As mutações genéticas ligadas a uma toxina bacteriana eram mais comuns nas pessoas que desenvolveram cancro precocemente do que nas que foram diagnosticadas depois dos 70 anos.
A exposição na infância a uma toxina bacteriana produzida no intestino pode estar a provocar um aumento do cancro colorretal entre os jovens, segundo um novo estudo.
Os resultados são a mais recente prova do que está a provocar um aumento global dos cancros de início precoce.
Outrora considerada uma doença do envelhecimento, os cientistas têm-se esforçado por compreender por que razão cada vez mais pessoas com menos de 50 anos têm cancro.
Em todo o mundo, o número de diagnósticos de cancro de início precoce aumentou cerca de 80% desde 1990, enquanto as mortes aumentaram 28%, de acordo com um estudo de 2023. Os cancros da próstata e da nasofaringe, ou da garganta, foram os que registaram um aumento mais acentuado da incidência.
Não se sabe bem porquê, mas os investigadores acreditam que o aumento se deve a uma combinação de fatores ambientais e de estilo de vida que desencadeiam mutações nos nossos genes, aumentando o risco de certos tipos de cancro.
A nova análise, publicada na revista Nature na quinta-feira, sugere que, no caso do cancro colorretal, a resposta reside em parte na exposição infantil a uma toxina bacteriana chamada colibactina.
A colibactina é produzida por uma determinada estirpe de E. coli, um micróbio intestinal comum que vive no intestino.
A exposição na primeira infância parece deixar uma impressão digital genética única nas células do cólon, aumentando o risco de alguém vir a desenvolver cancro colorretal antes dos 50 anos, segundo o estudo.
Mutações nos genes ligados à colibactina
"Estes padrões de mutação são uma espécie de registo histórico no genoma e apontam para a exposição precoce à colibactina como uma força motriz por detrás da doença de início precoce", afirmou Ludmil Alexandrov, autor sénior do estudo e professor de medicina celular e molecular na Universidade da Califórnia em San Diego.
Os investigadores analisaram amostras de 981 doentes com cancro colorretal de 11 países.
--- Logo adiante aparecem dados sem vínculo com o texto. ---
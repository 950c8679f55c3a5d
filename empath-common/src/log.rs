use tracing::{metadata::LevelFilter, trace};
use tracing_subscriber::{
    prelude::__tracing_subscriber_SubscriberExt, util::SubscriberInitExt, Layer,
};

#[derive(Default)]
pub struct Logger;

impl Logger {
    pub fn init() {
        let level = if let Ok(level) = std::env::var("LOG_LEVEL") {
            match level.to_ascii_lowercase().as_str() {
                "warn" => LevelFilter::WARN,
                "info" => LevelFilter::INFO,
                "trace" => LevelFilter::TRACE,
                _ => LevelFilter::ERROR,
            }
        } else if cfg!(debug_assertions) {
            LevelFilter::TRACE
        } else {
            LevelFilter::INFO
        };

        tracing_subscriber::Registry::default()
            .with(
                (if cfg!(debug_assertions) {
                    tracing_subscriber::fmt::layer()
                } else {
                    tracing_subscriber::fmt::layer()
                        .with_file(false)
                        .with_line_number(false)
                })
                .compact()
                .with_ansi(true)
                .with_filter(level),
            )
            .init();
    }

    ///
    /// Log an incoming request/response -- e.g. from a client to the server
    ///
    #[tracing::instrument(skip(message))]
    pub fn incoming(message: &str) {
        trace!(message);
    }

    ///
    /// Log an outgoing response/request -- e.g. from the server to a client
    ///
    #[tracing::instrument(skip(message))]
    pub fn outgoing(message: &str) {
        trace!(message);
    }

    ///
    /// Log an internal message
    ///
    #[tracing::instrument(skip(message))]
    pub fn internal(message: &str) {
        trace!(message);
    }
}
Descobriram que as mutações do gene ligado à colibactina eram 3,3 vezes mais comuns em doentes com cancro com menos de 40 anos, em comparação com os diagnosticados após os 70 anos.
Nos países onde o cancro colorretal de início precoce é mais comum, as mutações eram ainda mais prevalentes, segundo o estudo.
De notar que as alterações genéticas surgiram numa fase inicial, à medida que os tumores cresciam, o que está de acordo com estudos anteriores que indicam que as mutações ocorrem nos primeiros 10 anos de vida.
Isto significa que as bactérias podem estar a preparar o terreno para o cancro em crianças pequenas, décadas antes de estas desenvolverem sintomas, afirmam os investigadores.
"Isto altera a forma como pensamos sobre o cancro", disse Alexandrov. "Pode não se tratar apenas do que acontece na idade adulta - o cancro pode ser potencialmente influenciado por acontecimentos no início da vida, talvez mesmo nos primeiros anos".
Limitações do estudo
Especialistas independentes afirmam que são necessários mais estudos para confirmar que as mutações ligadas à colibactina causam cancro colorretal, bem como a forma como as crianças estão a ser expostas à bactéria.
"Não é claro quando e como é que a estirpe específica de E. coli entra no intestino e porque é que, normalmente, já não está presente quando o cancro começa a crescer", afirmou Trevor Graham, que dirige o Centro para a Evolução e o Cancro do Instituto de Investigação do Cancro no Reino Unido, num comunicado.
Também subsistem dúvidas sobre a forma como as bactérias podem ser eliminadas - e se isso poderá ter consequências indesejadas para a saúde intestinal, uma vez que as bactérias E. coli são utilizadas em alguns probióticos, acrescentou.
Muitas mais pessoas poderiam ser expostas à colibactina sem contrair cancro, disse.
Penso que é muito provável que o cancro só ocorra em alguns casos, porque mesmo que alguém possa ter os "bichos maus" que causam mutações, esses bichos têm de causar as mutações certas para que o cancro cresça", disse Graham.